After demolishing the 200 and 100 metre world records, Usain Bolt was quoted as saying "I woke around 11am and decided to watch some TV and had some nuggets". He was lying. Earlier this year, FHM actually met with the man known as 'the Lightning Bolt', where he exclusively revealed his rigorous training technique.
1/ Nutrition
Depressingly, Bolt maintains his 6ft 4in, 13st 8lb pound frame in peak condition with a relatively effortless diet. And remarkably, he doesn’t ‘do’ supplements: “I take vitamin C, but that’s it,” he says. Instead, Bolt opts for a high-energy diet to maintain his engine, gauging each of his six meals at 60% protein, 30% carbs and 10% fats. What’s more, sprinters need to consume one gram of protein per pound of bodyweight. Which means a 14-stone man needs to down 196 grams of muscle-building flesh. Or almost eight chicken fillets per day to move at peak speed.
8am - breakfast
Jamaican dumplings or ‘Johnny cakes’ consist of flour, water, butter and milk.
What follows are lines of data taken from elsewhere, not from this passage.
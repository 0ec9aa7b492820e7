//! Uploads: presigned begin/complete and the proxied single-shot path.

use std::sync::Arc;

use bytes::Bytes;
use chrono::{DateTime, Utc};
use serde::{Deserialize, Serialize};
use tracing::{info, warn};
use uuid::Uuid;

use nimbus_core::error::AppError;
use nimbus_core::result::AppResult;
use nimbus_core::traits::storage::PresignedGrant;
use nimbus_database::NodeStore;
use nimbus_entity::node::{NewNode, Node, NodeKind};

use crate::content::{ContentManager, UploadMetadata, key_belongs_to};
use crate::context::RequestContext;
use crate::storage::QuotaService;
use crate::tree::naming::normalize_name;

const DEFAULT_MIME: &str = "application/octet-stream";

/// Request to start a direct-to-store upload.
#[derive(Debug, Clone, Serialize, Deserialize)]
pub struct BeginUploadRequest {
    /// Display name.
    pub name: String,
    /// Declared MIME type.
    pub mime_type: String,
    /// Declared size in bytes.
    pub size: i64,
    /// Destination folder (None = root).
    pub parent_id: Option<Uuid>,
}

/// What the client needs to PUT the bytes.
#[derive(Debug, Clone, Serialize)]
pub struct UploadTicket {
    /// The reserved file row.
    pub node_id: Uuid,
    /// Object key the grant is scoped to.
    pub key: String,
    /// Write credential.
    pub upload: PresignedGrant,
}

/// Request to confirm a finished direct upload.
#[derive(Debug, Clone, Default, Serialize, Deserialize)]
pub struct CompleteUploadRequest {
    pub node_id: Uuid,
    /// Key from the ticket; the key reserved on the row when absent.
    pub key: Option<String>,
    /// Final size, if the client knows better than the declaration.
    pub size: Option<i64>,
}

/// A file received in full by the server.
#[derive(Debug, Clone)]
pub struct ProxyUpload {
    pub name: String,
    pub mime_type: Option<String>,
    pub data: Bytes,
    pub parent_id: Option<Uuid>,
}

/// Outcome of sweeping an owner's abandoned upload reservations.
#[derive(Debug, Clone, Default, PartialEq, Eq, Serialize)]
pub struct UploadSweep {
    /// Reservations whose bytes had arrived and were committed.
    pub committed: usize,
    /// Reservations dropped because no object ever arrived.
    pub discarded: usize,
}

/// File upload use cases.
#[derive(Clone)]
pub struct UploadService {
    nodes: Arc<dyn NodeStore>,
    content: Arc<ContentManager>,
    quota: Arc<QuotaService>,
    /// Largest accepted single file.
    max_upload_bytes: i64,
}

impl std::fmt::Debug for UploadService {
    fn fmt(&self, f: &mut std::fmt::Formatter<'_>) -> std::fmt::Result {
        f.debug_struct("UploadService")
            .field("max_upload_bytes", &self.max_upload_bytes)
            .finish()
    }
}

impl UploadService {
    /// Creates a new upload service.
    pub fn new(
        nodes: Arc<dyn NodeStore>,
        content: Arc<ContentManager>,
        quota: Arc<QuotaService>,
        max_upload_bytes: i64,
    ) -> Self {
        Self {
            nodes,
            content,
            quota,
            max_upload_bytes,
        }
    }

    /// Checks shared by both upload paths, run after settling the owner's
    /// abandoned reservations: size ceiling, quota, destination folder, and a
    /// free file name.
    async fn admit(
        &self,
        ctx: &RequestContext,
        name: &str,
        size: i64,
        parent_id: Option<Uuid>,
    ) -> AppResult<String> {
        let name = normalize_name(name)?;
        let grant_ttl = chrono::Duration::from_std(self.content.upload_grant_ttl())
            .unwrap_or_else(|_| chrono::Duration::zero());
        self.sweep_stale_uploads(ctx.user_id, Utc::now() - grant_ttl).await?;
        if size > self.max_upload_bytes {
            return Err(AppError::validation(format!(
                "File exceeds the maximum upload size of {} bytes",
                self.max_upload_bytes
            )));
        }
        self.quota.ensure_room(ctx.user_id, size).await?;

        if let Some(parent_id) = parent_id {
            self.nodes
                .find_by_id(parent_id)
                .await?
                .filter(|p| p.is_owned_by(ctx.user_id) && p.is_live() && p.is_folder)
                .ok_or_else(|| AppError::not_found("Parent folder not found"))?;
        }

        if self
            .nodes
            .find_sibling_by_name(ctx.user_id, parent_id, NodeKind::File, &name, None)
            .await?
            .is_some()
        {
            return Err(AppError::name_conflict("A file with this name already exists"));
        }
        Ok(name)
    }

    /// Reserve a file row and issue a write grant for its key.
    ///
    /// The row is created with no content reference; it only points at
    /// bytes once [`UploadService::complete_upload`] has seen the object.
    pub async fn begin_upload(
        &self,
        ctx: &RequestContext,
        req: BeginUploadRequest,
    ) -> AppResult<UploadTicket> {
        if req.size <= 0 {
            return Err(AppError::validation("Valid file size is required"));
        }
        let mime_type = req.mime_type.trim();
        if mime_type.is_empty() {
            return Err(AppError::validation("MIME type is required"));
        }
        let name = self.admit(ctx, &req.name, req.size, req.parent_id).await?;

        let node_id = Uuid::new_v4();
        let key = self.content.generate_key(ctx.user_id, node_id, &name);
        let metadata = UploadMetadata {
            owner_id: ctx.user_id,
            node_id,
            original_name: name.clone(),
        };
        let upload = self
            .content
            .issue_upload_grant(&key, mime_type, metadata)
            .await?;

        self.nodes
            .insert(
                &NewNode::file(
                    node_id,
                    ctx.user_id,
                    req.parent_id,
                    name.as_str(),
                    mime_type,
                    req.size,
                )
                .with_upload_key(key.clone()),
            )
            .await?;

        info!(
            user_id = %ctx.user_id,
            node_id = %node_id,
            key = %key,
            size = req.size,
            "Upload started"
        );
        Ok(UploadTicket {
            node_id,
            key,
            upload,
        })
    }

    /// Commit the uploaded object to its row once the store has it.
    ///
    /// Completing an already committed file returns it unchanged.
    pub async fn complete_upload(
        &self,
        ctx: &RequestContext,
        req: CompleteUploadRequest,
    ) -> AppResult<Node> {
        let node = self
            .nodes
            .find_by_id(req.node_id)
            .await?
            .filter(|n| n.is_owned_by(ctx.user_id) && n.is_live() && !n.is_folder)
            .ok_or_else(|| AppError::not_found("File not found"))?;
        if node.has_content() {
            return Ok(node);
        }

        let key = match (req.key, node.upload_key.clone()) {
            (Some(key), Some(reserved)) if key == reserved => key,
            (Some(key), None) if key_belongs_to(&key, ctx.user_id, node.id) => key,
            (Some(_), _) => return Err(AppError::validation("Key does not belong to this file")),
            (None, Some(reserved)) => reserved,
            (None, None) => {
                return Err(AppError::validation("No upload was started for this file"));
            }
        };
        let object = self
            .content
            .head(&key)
            .await?
            .ok_or_else(|| AppError::validation("Upload has not reached storage yet"))?;

        let stored_size = i64::try_from(object.size_bytes).unwrap_or(i64::MAX);
        if let Some(size) = req.size {
            if size != stored_size {
                warn!(node_id = %node.id, declared = size, stored = stored_size, "Upload size mismatch; using stored size");
            }
        }
        if stored_size > node.size {
            self.quota
                .ensure_room(ctx.user_id, stored_size - node.size)
                .await?;
        }

        let committed = self.nodes.commit_content(node.id, &key, stored_size).await?;
        info!(
            user_id = %ctx.user_id,
            node_id = %committed.id,
            size = committed.size,
            "Upload completed"
        );
        Ok(committed)
    }

    /// Settle an owner's reservations made before `cutoff` that never
    /// completed.
    ///
    /// The grant has expired by then, so the object either arrived or never
    /// will. Arrived bytes are committed when they fit the quota; everything
    /// else is dropped so the name and the reserved bytes are freed.
    pub async fn sweep_stale_uploads(
        &self,
        owner_id: Uuid,
        cutoff: DateTime<Utc>,
    ) -> AppResult<UploadSweep> {
        let mut sweep = UploadSweep::default();
        for node in self.nodes.list_pending_uploads(owner_id, cutoff).await? {
            let object = match &node.upload_key {
                Some(key) => match self.content.head(key).await {
                    Ok(object) => object,
                    Err(e) => {
                        warn!(node_id = %node.id, error = %e, "Could not stat stale upload; keeping it");
                        continue;
                    }
                },
                None => None,
            };

            if let (Some(key), Some(object)) = (&node.upload_key, object) {
                let stored_size = i64::try_from(object.size_bytes).unwrap_or(i64::MAX);
                let fits = stored_size <= node.size
                    || self
                        .quota
                        .ensure_room(owner_id, stored_size - node.size)
                        .await
                        .is_ok();
                if fits {
                    self.nodes.commit_content(node.id, key, stored_size).await?;
                    sweep.committed += 1;
                    continue;
                }
                self.content.release_content(key).await;
            }

            if self.nodes.discard_pending_upload(node.id).await? {
                sweep.discarded += 1;
            }
        }

        if sweep != UploadSweep::default() {
            info!(
                user_id = %owner_id,
                committed = sweep.committed,
                discarded = sweep.discarded,
                "Swept stale uploads"
            );
        }
        Ok(sweep)
    }

    /// Store bytes received by the server and create the committed row.
    pub async fn proxy_upload(&self, ctx: &RequestContext, upload: ProxyUpload) -> AppResult<Node> {
        let size = i64::try_from(upload.data.len()).unwrap_or(i64::MAX);
        let name = self.admit(ctx, &upload.name, size, upload.parent_id).await?;
        let mime_type = upload
            .mime_type
            .as_deref()
            .map(str::trim)
            .filter(|m| !m.is_empty())
            .unwrap_or(DEFAULT_MIME)
            .to_string();

        let node_id = Uuid::new_v4();
        let key = self.content.generate_key(ctx.user_id, node_id, &name);
        let metadata = UploadMetadata {
            owner_id: ctx.user_id,
            node_id,
            original_name: name.clone(),
        };
        self.content
            .put(&key, upload.data, &mime_type, metadata)
            .await?;

        let row = NewNode::file(node_id, ctx.user_id, upload.parent_id, name, mime_type, size)
            .with_content_ref(key.clone());
        let node = match self.nodes.insert(&row).await {
            Ok(node) => node,
            Err(e) => {
                self.content.release_content(&key).await;
                return Err(e);
            }
        };

        info!(
            user_id = %ctx.user_id,
            node_id = %node.id,
            size,
            "File uploaded through server"
        );
        Ok(node)
    }
}
//! Recursive duplicate into the source's own parent.

use std::collections::HashMap;

use tracing::{debug, info};
use uuid::Uuid;

use nimbus_core::error::AppError;
use nimbus_core::result::AppResult;
use nimbus_database::Liveness;
use nimbus_entity::node::{NewNode, Node, NodeKind};

use super::naming::available_name;
use super::service::TreeService;
use super::walk::collect_subtree;
use crate::content::UploadMetadata;
use crate::context::RequestContext;

impl TreeService {
    /// Copy a live node (and its live subtree) next to itself.
    ///
    /// Names follow `Base (n)Ext`, resolved independently in every
    /// destination folder. Each file's bytes are copied before its row is
    /// written, so a failed copy never leaves a row without content. Files
    /// whose upload never completed are skipped inside folders.
    pub async fn duplicate(&self, ctx: &RequestContext, node_id: Uuid) -> AppResult<Node> {
        let source = self.owned_live_node(ctx, node_id).await?;
        if !source.is_folder && source.content_ref.is_none() {
            return Err(AppError::invalid_operation(
                "Cannot duplicate a file whose upload has not completed",
            ));
        }

        let subtree = collect_subtree(self.nodes.as_ref(), source.clone(), Liveness::Live).await?;
        let bytes: i64 = subtree
            .iter()
            .filter(|n| n.has_content())
            .map(|n| n.size)
            .sum();
        if bytes > 0 {
            self.quota.ensure_room(ctx.user_id, bytes).await?;
        }

        // Pre-order guarantees every parent is copied before its children.
        let mut copies: HashMap<Uuid, Uuid> = HashMap::with_capacity(subtree.len());
        let mut root_copy = None;
        for member in &subtree {
            let dest_parent = if member.id == source.id {
                source.parent_id
            } else {
                let parent = member.parent_id.and_then(|p| copies.get(&p).copied());
                if parent.is_none() {
                    return Err(AppError::internal(format!(
                        "Duplicate lost track of the parent of {}",
                        member.id
                    )));
                }
                parent
            };

            let copy = if member.is_folder {
                self.copy_folder(member, dest_parent).await?
            } else if member.has_content() {
                self.copy_file(member, dest_parent).await?
            } else {
                debug!(node_id = %member.id, "Skipping uncommitted file");
                continue;
            };

            copies.insert(member.id, copy.id);
            if member.id == source.id {
                root_copy = Some(copy);
            }
        }

        let copy = root_copy.ok_or_else(|| AppError::internal("Duplicate produced no copy"))?;
        info!(
            user_id = %ctx.user_id,
            source_id = %source.id,
            copy_id = %copy.id,
            name = %copy.name,
            nodes = copies.len(),
            bytes,
            "Duplicated"
        );
        Ok(copy)
    }

    async fn copy_folder(&self, folder: &Node, dest_parent: Option<Uuid>) -> AppResult<Node> {
        let name = available_name(
            self.nodes.as_ref(),
            folder.owner_id,
            dest_parent,
            NodeKind::Folder,
            &folder.name,
        )
        .await?;
        self.nodes
            .insert(&NewNode::folder(folder.owner_id, dest_parent, name))
            .await
    }

    async fn copy_file(&self, file: &Node, dest_parent: Option<Uuid>) -> AppResult<Node> {
        let source_key = file
            .content_ref
            .as_deref()
            .ok_or_else(|| AppError::invalid_operation("File has no content"))?;
        let name = available_name(
            self.nodes.as_ref(),
            file.owner_id,
            dest_parent,
            NodeKind::File,
            &file.name,
        )
        .await?;

        let id = Uuid::new_v4();
        let key = self.content.generate_key(file.owner_id, id, &file.name);
        let metadata = UploadMetadata {
            owner_id: file.owner_id,
            node_id: id,
            original_name: name.clone(),
        };
        self.content
            .copy_content(source_key, &key, &file.mime_type, metadata)
            .await?;

        let row = NewNode::file(id, file.owner_id, dest_parent, name, file.mime_type.clone(), file.size)
            .with_content_ref(key.clone());
        match self.nodes.insert(&row).await {
            Ok(node) => Ok(node),
            Err(e) => {
                // The row lost a race; drop the object it would have owned.
                self.content.release_content(&key).await;
                Err(e)
            }
        }
    }
}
They have modest nutritional worth, so Bolt also devours yams, which provide an enormous source of energy-transporting carbs, digestion-aiding fibre and vitamins C and A.
1pm - lunch
Bolt believes in hitting all his nutritional bases. Lunch should consist of blood sugar-lowering brown rice, immune system-boosting wholemeal bread and fat-eating protein such as tuna. Jamaican favourite, snapper fish, is also ideal.
7pm - dinner
Bolt opts for even more energy-producing brown rice, supplemented with muscle-boosting chicken, pork or beef. Yet the world record holder is also famous for his love of junk food – he scoffed a McDonald’s to celebrate setting his most recent world record.
Hydration
For training in tropical temperatures, the rule for water is simple: keep drinking it. In typically relaxed style, Bolt says, “It depends how much I want.” But then, his favourite drink is Guinness with Red Bull.